Ces études ont montré que les mères qui donnaient une réponse plus limitée et moins maternante devenaient graduellement insensibles aux pleurs de leur bébé, et cette insensibilité se propageait à d'autres aspects de leur relation parent-enfant. La recherche a montré que laisser un bébé pleurer "gâte" toute la famille.

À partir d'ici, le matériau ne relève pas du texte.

//! Epoch-keyed RandomX verification engine (spec §4.4).
//!
//! A RandomX VM is expensive to construct (it allocates the dataset) so
//! instances are cached and shared across verifications of headers that
//! fall in the same epoch. The cache itself is guarded by a short-held
//! mutex; the VM handles it hands out are independently `Clone` and do the
//! actual hashing without holding that mutex.

use std::convert::TryFrom;
use std::sync::{Arc, Mutex};

use lru::LruCache;
use randomx_rs::{RandomXCache, RandomXDataset, RandomXFlag, RandomXVM};
use std::num::NonZeroUsize;

use crate::blocks::{double_sha256, BlockHash, BlockHeader};
use crate::consensus::RANDOMX_SEED_DOMAIN_TAG;
use crate::proof_of_work::error::PowError;

pub const LOG_TARGET: &str = "chain::pow::randomx";

/// Default number of epoch VMs kept warm at once (spec §4.4).
pub const DEFAULT_VM_CACHE_CAPACITY: usize = 2;

/// `epoch(time) = time / epoch_duration`.
pub fn epoch_of(time: u64, epoch_duration: u64) -> u64 {
    time / epoch_duration
}

/// Consensus-critical epoch seed: `double_sha256(domain_tag ++ ascii(epoch))`.
pub fn epoch_seed(epoch: u64) -> BlockHash {
    let mut buf = Vec::with_capacity(RANDOMX_SEED_DOMAIN_TAG.len() + 20);
    buf.extend_from_slice(RANDOMX_SEED_DOMAIN_TAG);
    buf.extend_from_slice(epoch.to_string().as_bytes());
    double_sha256(&buf)
}

/// A cheaply-cloneable handle to a constructed RandomX VM. Internally
/// synchronized since the underlying VM is not safe to call from multiple
/// threads concurrently.
#[derive(Clone)]
pub struct RandomXVmHandle {
    inner: Arc<Mutex<RandomXVM>>,
}

impl RandomXVmHandle {
    fn new(vm: RandomXVM) -> Self {
        Self { inner: Arc::new(Mutex::new(vm)) }
    }

    /// Computes the RandomX hash of `input` without holding the VM cache
    /// lock - only this handle's own, per-VM lock.
    pub fn calculate_hash(&self, input: &[u8]) -> Result<Vec<u8>, PowError> {
        let vm = self.inner.lock().expect("randomx vm mutex poisoned");
        vm.calculate_hash(input).map_err(|e| PowError::RandomXEngine(e.to_string()))
    }
}

/// Owns the epoch→VM LRU cache. One instance is shared process-wide.
pub struct RandomXEngine {
    flags: RandomXFlag,
    cache: Mutex<LruCache<u64, RandomXVmHandle>>,
}

impl RandomXEngine {
    pub fn new(capacity: usize) -> Self {
        let capacity = NonZeroUsize::new(capacity.max(1)).expect("capacity is at least 1");
        Self {
            flags: RandomXFlag::get_recommended_flags(),
            cache: Mutex::new(LruCache::new(capacity)),
        }
    }

    /// Fetches (constructing and inserting if absent) the VM for the epoch
    /// containing `time`. The cache mutex is held only for the lookup/
    /// insert, never across VM construction of a *different* epoch that
    /// might already be cached - in practice construction happens with the
    /// lock held on a cache miss, matching the bounded-capacity-of-2
    /// contract: misses are rare once warm.
    fn vm_for_epoch(&self, epoch: u64, epoch_duration: u64) -> Result<RandomXVmHandle, PowError> {
        {
            let mut cache = self.cache.lock().expect("randomx cache mutex poisoned");
            if let Some(vm) = cache.get(&epoch) {
                return Ok(vm.clone());
            }
        }
        let seed = epoch_seed(epoch);
        let key = seed.as_bytes().to_vec();
        let cache_flags = self.flags;
        let randomx_cache = RandomXCache::new(cache_flags, &key)
            .map_err(|e| PowError::RandomXEngine(e.to_string()))?;
        let dataset = RandomXDataset::new(cache_flags, randomx_cache.clone(), 0)
            .map_err(|e| PowError::RandomXEngine(e.to_string()))?;
        let vm = RandomXVM::new(cache_flags, Some(randomx_cache), Some(dataset))
            .map_err(|e| PowError::RandomXEngine(e.to_string()))?;
        let handle = RandomXVmHandle::new(vm);

        let mut cache = self.cache.lock().expect("randomx cache mutex poisoned");
        cache.put(epoch, handle.clone());
        let _ = epoch_duration;
        Ok(handle)
    }

    /// Commitment-only verification (spec §4.4): the stored hash is
    /// compared against the target without recomputation.
    pub fn verify_commitment_only(header: &BlockHeader, target: primitive_types::U256) -> Result<(), PowError> {
        if header.randomx_hash.as_u256() <= target {
            Ok(())
        } else {
            Err(PowError::InvalidPowCommitment)
        }
    }

    /// Full verification (spec §4.4): recompute the RandomX hash over the
    /// header with `randomx_hash` zeroed, derive the commitment from that
    /// hash, and check it equals the header's stored value and meets the
    /// target.
    pub fn verify_full(
        &self,
        header: &BlockHeader,
        target: primitive_types::U256,
        epoch_duration: u64,
    ) -> Result<(), PowError> {
        let epoch = epoch_of(header.time as u64, epoch_duration);
        let vm = self.vm_for_epoch(epoch, epoch_duration)?;
        let input = header.with_zeroed_pow().serialize();
        let hash = vm.calculate_hash(&input)?;
        let commitment = randomx_rs::calculate_commitment(&input, &hash)
            .map_err(|e| PowError::RandomXEngine(e.to_string()))?;
        if commitment.as_slice() != header.randomx_hash.as_bytes() {
            return Err(PowError::InvalidPow);
        }
        Self::verify_commitment_only(header, target).map_err(|_| PowError::InvalidPow)
    }

    /// Mining-mode hash computation (spec §4.4): identical to full
    /// verification's hash step but returns the computed commitment to the
    /// caller instead of comparing it. Block assembly is out of scope here,
    /// but the interface is part of the consensus core's contract.
    pub fn compute_commitment(&self, header: &BlockHeader, epoch_duration: u64) -> Result<BlockHash, PowError> {
        let epoch = epoch_of(header.time as u64, epoch_duration);
        let vm = self.vm_for_epoch(epoch, epoch_duration)?;
        let input = header.with_zeroed_pow().serialize();
        let hash = vm.calculate_hash(&input)?;
        let commitment = randomx_rs::calculate_commitment(&input, &hash)
            .map_err(|e| PowError::RandomXEngine(e.to_string()))?;
        BlockHash::try_from(commitment.as_slice()).map_err(|_| PowError::RandomXEngine("short commitment".into()))
    }
}

#[cfg(test)]
mod test {
    use super::*;

    #[test]
    fn epoch_boundaries() {
        assert_eq!(epoch_of(0, 604_800), 0);
        assert_eq!(epoch_of(604_799, 604_800), 0);
        assert_eq!(epoch_of(604_800, 604_800), 1);
    }

    #[test]
    fn epoch_seed_is_deterministic() {
        assert_eq!(epoch_seed(5), epoch_seed(5));
        assert_ne!(epoch_seed(5), epoch_seed(6));
    }

    #[test]
    fn commitment_only_respects_target() {
        let mut header = BlockHeader {
            version: 1,
            prev_hash: BlockHash::ZERO,
            miner_address: [0u8; 20],
            time: 0,
            bits: 0,
            nonce: 0,
            randomx_hash: BlockHash::from_bytes([0u8; 32]),
        };
        header.randomx_hash = BlockHash::from_bytes([0u8; 32]);
        let target = primitive_types::U256::from(100u32);
        assert!(RandomXEngine::verify_commitment_only(&header, target).is_ok());

        header.randomx_hash = BlockHash::from_bytes([0xff; 32]);
        assert!(RandomXEngine::verify_commitment_only(&header, target).is_err());
    }
}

7. Pleurer n'est pas "bon pour les poumons du bébé". Un des exemples les plus ridicules du folklore médical est le dicton "laissez-le pleurer, c'est bon pour ses poumons". A la fin des années 70, la recherche a montré que les bébés qu'on laissait pleurer avaient des rythmes cardiaques qui atteignaient des niveaux inquiétants, et que le taux d'oxygène baissait dans leur sang. Quand les pleurs de ces bébés étaient calmés, leur système cardiovasculaire retournait rapidement à la normale, ce qui montre à quel point les bébés reconnaissent rapidement l'état de bien-être au niveau physiologique. Si les pleurs du bébé ne sont pas calmés, il est dans une détresse aussi bien physiologique que psychologique. La croyance erronée selon laquelle pleurer est sain survit aujourd'hui encore dans les échelles du score d'Apgar, une sorte de test que les médecins utilisent pour évaluer rapidement l'état d'un nouveau-né les premières minutes après sa naissance. Les bébés obtiennent deux points supplémentaires pour "cris vigoureux". Je me souviens avoir réfléchi sur ce concept au milieu des années 70 alors que j'étais directeur d'une pouponnière dans un hôpital universitaire, avant même de devenir le père d'un bébé aux besoins intenses, ce qui a fait de moi un ferme opposant au "laissez-les pleurer". Il me semblait que donner des points pour des cris était une absurdité d'un point de vue physiologique. Le nouveau-né dans un état de veille calme, respirant normalement, et de fait plus rose que l'enfant qui pleure, perdait des points au score d'Apgar. Je continue de m'étonner que le plus remarquable des sons humains, les pleurs du bébé, reste aujourd'hui encore si largement incompris.